My boss thought I was going to quit. We couldn't afford that. My 2nd choice for a solution, I told my boss I would love to work from home. He helped me with the process of becoming a corporation so he could contract the work out to me. I worked from home as an attachment parent for 8 years as my own corporation. I even had a few other clients along the way!

The view from my desk.Tyler - 2½ years old
The view from my desk.

I was a Work At Home Mom - and an Attachment Parent (though I didn't know there was a name for it). I breastfed her until she was 3½ years old. Its what worked for us. That is not what worked for my friends, partner or extended family. It is what worked for my daughter and myself.
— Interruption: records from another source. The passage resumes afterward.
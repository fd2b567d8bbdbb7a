// Board model: turns a raw Battlesnake request into an immutable, queryable snapshot.

use serde::Deserialize;
use serde_json::Value;
use std::collections::HashSet;
use thiserror::Error;

use crate::types::{Battlesnake, Coord, Direction, GameState, YAxis};

const DEFAULT_HEALTH: i32 = 100;

/// Largest accepted board side; standard boards are 7, 11 or 19 wide
pub const MAX_DIMENSION: i32 = 64;

/// Raised when a request is missing a required field or carries one of the wrong shape
#[derive(Debug, Error)]
pub enum MalformedSnapshotError {
    #[error("snapshot is not a valid game state: {0}")]
    Json(#[from] serde_json::Error),
    #[error("missing required field `{0}`")]
    MissingField(&'static str),
    #[error("invalid field `{field}`: {reason}")]
    InvalidField { field: String, reason: String },
}

impl MalformedSnapshotError {
    fn invalid(field: impl Into<String>, reason: impl Into<String>) -> Self {
        MalformedSnapshotError::InvalidField {
            field: field.into(),
            reason: reason.into(),
        }
    }
}

/// One snake as seen by the engine
#[derive(Debug, Clone, PartialEq, Eq)]
pub struct Snake {
    pub id: String,
    pub head: Coord,
    /// Occupied cells, head first
    pub body: Vec<Coord>,
    /// Reported length; used for size comparisons, `body` is used for occupancy
    pub length: i32,
    pub health: i32,
}

/// Immutable per-turn view of the game
#[derive(Debug, Clone)]
pub struct Snapshot {
    pub game_id: String,
    pub turn: i32,
    pub width: i32,
    pub height: i32,
    pub you: Snake,
    pub opponents: Vec<Snake>,
    pub food: Vec<Coord>,
    pub y_axis: YAxis,
    occupied: HashSet<Coord>,
}

/// Parses a raw JSON request body
pub fn from_json(raw: &str) -> Result<Snapshot, MalformedSnapshotError> {
    let state: GameState = serde_json::from_str(raw)?;
    Snapshot::from_game_state(&state)
}

/// Parses an already-decoded JSON value
pub fn parse(raw: &Value) -> Result<Snapshot, MalformedSnapshotError> {
    let state = GameState::deserialize(raw)?;
    Snapshot::from_game_state(&state)
}

impl Snapshot {
    /// Validates the wire representation and builds the snapshot
    pub fn from_game_state(state: &GameState) -> Result<Snapshot, MalformedSnapshotError> {
        let board = state
            .board
            .as_ref()
            .ok_or(MalformedSnapshotError::MissingField("board"))?;
        let width = board
            .width
            .ok_or(MalformedSnapshotError::MissingField("board.width"))?;
        let height = board
            .height
            .ok_or(MalformedSnapshotError::MissingField("board.height"))?;
        Self::check_dimension(width, "board.width")?;
        Self::check_dimension(height, "board.height")?;
        let check = |cell: &Coord, field: String| Self::check_cell(cell, field, width, height);

        let raw_you = state
            .you
            .as_ref()
            .ok_or(MalformedSnapshotError::MissingField("you"))?;
        let head = raw_you
            .head
            .ok_or(MalformedSnapshotError::MissingField("you.head"))?;
        let body = raw_you
            .body
            .clone()
            .ok_or(MalformedSnapshotError::MissingField("you.body"))?;
        if body.is_empty() {
            return Err(MalformedSnapshotError::invalid("you.body", "must contain at least the head"));
        }
        check(&head, "you.head".to_string())?;
        for (j, cell) in body.iter().enumerate() {
            check(cell, format!("you.body[{}]", j))?;
        }
        let you = Snake {
            id: raw_you.id.clone(),
            head,
            length: Self::reconcile_length(raw_you, body.len(), "you.length")?,
            health: raw_you.health.unwrap_or(DEFAULT_HEALTH),
            body,
        };

        let mut opponents = Vec::new();
        for (i, raw) in board.snakes.iter().enumerate() {
            if Self::is_same_snake(&you, raw) {
                continue;
            }
            let body = match &raw.body {
                Some(body) if !body.is_empty() => body.clone(),
                _ => {
                    return Err(MalformedSnapshotError::invalid(
                        format!("board.snakes[{}].body", i),
                        "must contain at least the head",
                    ))
                }
            };
            let head = raw.head.unwrap_or(body[0]);
            check(&head, format!("board.snakes[{}].head", i))?;
            for (j, cell) in body.iter().enumerate() {
                check(cell, format!("board.snakes[{}].body[{}]", i, j))?;
            }
            opponents.push(Snake {
                id: raw.id.clone(),
                head,
                length: Self::reconcile_length(raw, body.len(), "board.snakes[].length")?,
                health: raw.health.unwrap_or(DEFAULT_HEALTH),
                body,
            });
        }

        for (i, food) in board.food.iter().enumerate() {
            check(food, format!("board.food[{}]", i))?;
        }

        let occupied = you
            .body
            .iter()
            .chain(opponents.iter().flat_map(|s| s.body.iter()))
            .copied()
            .collect();

        Ok(Snapshot {
            game_id: state.game.id.clone(),
            turn: state.turn,
            width,
            height,
            you,
            opponents,
            food: board.food.clone(),
            y_axis: YAxis::default(),
            occupied,
        })
    }

    /// Reinterprets move directions under another y-axis convention
    pub fn with_y_axis(mut self, y_axis: YAxis) -> Self {
        self.y_axis = y_axis;
        self
    }

    fn is_same_snake(you: &Snake, raw: &Battlesnake) -> bool {
        if you.id.is_empty() {
            raw.head.or_else(|| raw.body.as_ref().and_then(|b| b.first().copied())) == Some(you.head)
        } else {
            raw.id == you.id
        }
    }

    fn check_dimension(value: i32, field: &'static str) -> Result<(), MalformedSnapshotError> {
        if value <= 0 {
            return Err(MalformedSnapshotError::invalid(field, "must be positive"));
        }
        if value > MAX_DIMENSION {
            return Err(MalformedSnapshotError::invalid(
                field,
                format!("{} exceeds the maximum of {}", value, MAX_DIMENSION),
            ));
        }
        Ok(())
    }

    fn check_cell(
        cell: &Coord,
        field: String,
        width: i32,
        height: i32,
    ) -> Result<(), MalformedSnapshotError> {
        if cell.x < 0 || cell.x >= width || cell.y < 0 || cell.y >= height {
            return Err(MalformedSnapshotError::invalid(
                field,
                format!("{} lies outside a {}x{} board", cell, width, height),
            ));
        }
        Ok(())
    }

    fn reconcile_length(
        raw: &Battlesnake,
        body_len: usize,
        field: &'static str,
    ) -> Result<i32, MalformedSnapshotError> {
        match raw.length {
            Some(len) if len < 1 => Err(MalformedSnapshotError::invalid(field, "must be at least 1")),
            Some(len) => Ok(len),
            None => Ok(body_len as i32),
        }
    }

    pub fn in_bounds(&self, cell: &Coord) -> bool {
        cell.x >= 0 && cell.x < self.width && cell.y >= 0 && cell.y < self.height
    }

    /// True if any snake body (tails included) covers the cell this turn
    pub fn is_occupied(&self, cell: &Coord) -> bool {
        self.occupied.contains(cell)
    }

    pub fn cell_count(&self) -> usize {
        (self.width as usize) * (self.height as usize)
    }

    /// The cell reached from `cell` by moving in `dir`
    pub fn step(&self, cell: &Coord, dir: Direction) -> Coord {
        dir.apply(cell, self.y_axis)
    }

    /// The four neighbours of a cell in fixed direction order, bounds not checked
    pub fn neighbors(&self, cell: Coord) -> impl Iterator<Item = (Direction, Coord)> + '_ {
        Direction::all()
            .into_iter()
            .map(move |dir| (dir, self.step(&cell, dir)))
    }

    pub fn max_opponent_length(&self) -> Option<i32> {
        self.opponents.iter().map(|s| s.length).max()
    }
}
Years later, in a new relationship, I found myself pregnant again. (I promise, I know what causes that!) I was working Full Time, my husband was working Part Time, and I took on an extra Part Time job on the side as my mother's Home Health Aid so we could afford an expensive condo close to my mom, planning to have her and my sister help with the baby.

When Sasha was 6 weeks old, I had to return to work. I pumped my breastmilk so Daddy could feed her while I was gone. I came home on lunch breaks to nurse her myself. Eventually she went on a bottle strike and opted to wait for me to get home to feed her myself.

QA Cage at Work
My Cage for the first year of Sasha's life.
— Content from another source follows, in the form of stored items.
// Configuration module for reading Snake.toml
// This module provides OOP-style configuration management for the Battlesnake bot

use serde::Deserialize;
use std::fs;
use std::path::Path;

use crate::space::SpaceMethod;
use crate::types::{Direction, YAxis};

/// Main configuration structure containing all tunable parameters
#[derive(Debug, Deserialize, Clone)]
pub struct Config {
    pub timing: TimingConfig,
    pub food: FoodConfig,
    pub space: SpaceMethod,
    pub tie_break: TieBreakConfig,
    pub fallback: FallbackConfig,
    pub coordinates: CoordinatesConfig,
}

/// Timing and performance constants
#[derive(Debug, Deserialize, Clone)]
pub struct TimingConfig {
    pub response_time_budget_ms: u64,
    pub network_overhead_ms: u64,
}

impl TimingConfig {
    /// Computes the effective computation budget
    pub fn effective_budget_ms(&self) -> u64 {
        self.response_time_budget_ms.saturating_sub(self.network_overhead_ms)
    }
}

/// When food is worth chasing
#[derive(Debug, Deserialize, Clone)]
pub struct FoodConfig {
    /// Seek food at or below this health, regardless of length
    pub health_threshold: i32,
}

/// How equally scored safe moves are separated
#[derive(Debug, Deserialize, Clone, Copy, PartialEq, Eq)]
#[serde(rename_all = "snake_case")]
pub enum TieBreakStrategy {
    /// First move in `priority` order wins
    Priority,
    /// Seeded random choice among the best moves
    Seeded,
}

#[derive(Debug, Deserialize, Clone)]
pub struct TieBreakConfig {
    pub strategy: TieBreakStrategy,
    pub seed: u64,
    pub priority: [Direction; 4],
}

/// Last-resort move when nothing is safe
#[derive(Debug, Deserialize, Clone)]
pub struct FallbackConfig {
    pub direction: Direction,
}

#[derive(Debug, Deserialize, Clone)]
pub struct CoordinatesConfig {
    pub y_axis: YAxis,
}

impl Config {
    /// Loads configuration from a TOML file
    ///
    /// # Arguments
    /// * `path` - Path to the Snake.toml configuration file
    ///
    /// # Returns
    /// * `Result<Config, String>` - Parsed configuration or error message
    pub fn from_file<P: AsRef<Path>>(path: P) -> Result<Self, String> {
        let contents = fs::read_to_string(path.as_ref())
            .map_err(|e| format!("Failed to read config file: {}", e))?;

        Self::from_toml_str(&contents)
    }

    /// Parses and validates configuration from TOML text
    pub fn from_toml_str(contents: &str) -> Result<Self, String> {
        let config: Config =
            toml::from_str(contents).map_err(|e| format!("Failed to parse config file: {}", e))?;
        config.validate()?;
        Ok(config)
    }

    /// Loads default configuration from Snake.toml in the project root
    pub fn load_default() -> Result<Self, String> {
        Self::from_file("Snake.toml")
    }

    /// Creates a configuration with hardcoded default values as fallback
    /// This should match the constants defined in Snake.toml
    pub fn default_hardcoded() -> Self {
        Config {
            timing: TimingConfig {
                response_time_budget_ms: 400,
                network_overhead_ms: 50,
            },
            food: FoodConfig {
                health_threshold: 80,
            },
            space: SpaceMethod::FloodFill,
            tie_break: TieBreakConfig {
                strategy: TieBreakStrategy::Priority,
                seed: 0,
                priority: Direction::all(),
            },
            fallback: FallbackConfig {
                direction: Direction::Up,
            },
            coordinates: CoordinatesConfig {
                y_axis: YAxis::Up,
            },
        }
    }

    /// Attempts to load from file, falls back to hardcoded defaults on error
    pub fn load_or_default() -> Self {
        Self::load_default().unwrap_or_else(|e| {
            log::warn!(
                "Could not load Snake.toml ({}), using hardcoded defaults",
                e
            );
            Self::default_hardcoded()
        })
    }

    /// The priority list must name every direction exactly once
    fn validate(&self) -> Result<(), String> {
        for dir in Direction::all() {
            let count = self.tie_break.priority.iter().filter(|&&d| d == dir).count();
            if count != 1 {
                return Err(format!(
                    "tie_break.priority must list '{}' exactly once (found {})",
                    dir, count
                ));
            }
        }
        Ok(())
    }
}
I was a Work Outside the Home Mom - and an Attachment Parent. This time I discovered the name for it! She is still nursing a few minutes every day at 2½ years old. It is what works for us.

Eventually, I dropped the Part Time job and we moved to a cheaper apartment. My Full Time job stress increased exponentially. We cut back enough expenses that I was able to drop the Full Time job and go back to the Part Time job as my mother's Home Health Aid. We also wanted to focus on conceiving a son.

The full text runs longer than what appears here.